Work instructions: Look through the material that follows and show every line with the string "warn".
---
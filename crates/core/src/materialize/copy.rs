use std::fs;
use std::path::Path;

use tracing::{debug, warn};
use walkdir::WalkDir;

use crate::error::{BinmapError, Result};

/// Recursively copy `src` into `dst`, skipping any directory named in `exclude`.
///
/// Existing files under `dst` are overwritten; unrelated files are left alone.
/// A single-file `src` is copied to `dst` directly. Symlinks are recreated,
/// not followed. Returns the number of files and links copied.
pub fn copy_tree(src: &Path, dst: &Path, exclude: &[String]) -> Result<usize> {
    let copy_err = |source: std::io::Error| BinmapError::Copy {
        src: src.to_path_buf(),
        dst: dst.to_path_buf(),
        source,
    };

    let meta = fs::metadata(src).map_err(copy_err)?;
    if meta.is_file() {
        if let Some(parent) = dst.parent() {
            fs::create_dir_all(parent).map_err(copy_err)?;
        }
        fs::copy(src, dst).map_err(copy_err)?;
        return Ok(1);
    }

    let mut copied = 0;
    let walker = WalkDir::new(src).into_iter().filter_entry(|entry| {
        !(entry.file_type().is_dir()
            && entry.depth() > 0
            && exclude.iter().any(|name| entry.file_name() == name.as_str()))
    });
    for entry in walker {
        let entry = entry.map_err(|e| {
            copy_err(e.into_io_error().unwrap_or_else(|| std::io::Error::other("walk error")))
        })?;
        let rel = match entry.path().strip_prefix(src) {
            Ok(rel) => rel,
            Err(_) => continue,
        };
        let target = dst.join(rel);
        if entry.file_type().is_dir() {
            fs::create_dir_all(&target).map_err(copy_err)?;
        } else if entry.file_type().is_file() {
            if let Some(parent) = target.parent() {
                fs::create_dir_all(parent).map_err(copy_err)?;
            }
            fs::copy(entry.path(), &target).map_err(copy_err)?;
            copied += 1;
        } else if entry.path_is_symlink() {
            copy_symlink(entry.path(), &target).map_err(copy_err)?;
            copied += 1;
        } else {
            warn!(path = %entry.path().display(), "not a file, directory, or symlink; not copied");
        }
    }
    debug!(src = %src.display(), dst = %dst.display(), files = copied, "copied tree");
    Ok(copied)
}

/// Recreate the link at `target` with the same (unresolved) link target.
#[cfg(unix)]
fn copy_symlink(link: &Path, target: &Path) -> std::io::Result<()> {
    let points_to = fs::read_link(link)?;
    if let Some(parent) = target.parent() {
        fs::create_dir_all(parent)?;
    }
    if fs::symlink_metadata(target).is_ok() {
        fs::remove_file(target)?;
    }
    std::os::unix::fs::symlink(points_to, target)
}

/// Without unix symlinks, the link's content is copied instead.
#[cfg(not(unix))]
fn copy_symlink(link: &Path, target: &Path) -> std::io::Result<()> {
    if let Some(parent) = target.parent() {
        fs::create_dir_all(parent)?;
    }
    fs::copy(link, target).map(|_| ())
}

/// Remove an existing destination (file or directory).
///
/// Failure is logged, not returned: the copy that follows will surface any
/// real problem.
pub fn remove_existing(dst: &Path) {
    let result = match fs::symlink_metadata(dst) {
        Ok(meta) if meta.is_dir() => fs::remove_dir_all(dst),
        Ok(_) => fs::remove_file(dst),
        Err(_) => return,
    };
    match result {
        Ok(()) => debug!(dst = %dst.display(), "removed existing destination"),
        Err(e) => warn!(dst = %dst.display(), error = %e, "failed to remove existing destination"),
    }
}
---
Response to the task:
use tracing::{debug, warn};
            warn!(path = %entry.path().display(), "not a file, directory, or symlink; not copied");
        Err(e) => warn!(dst = %dst.display(), error = %e, "failed to remove existing destination"),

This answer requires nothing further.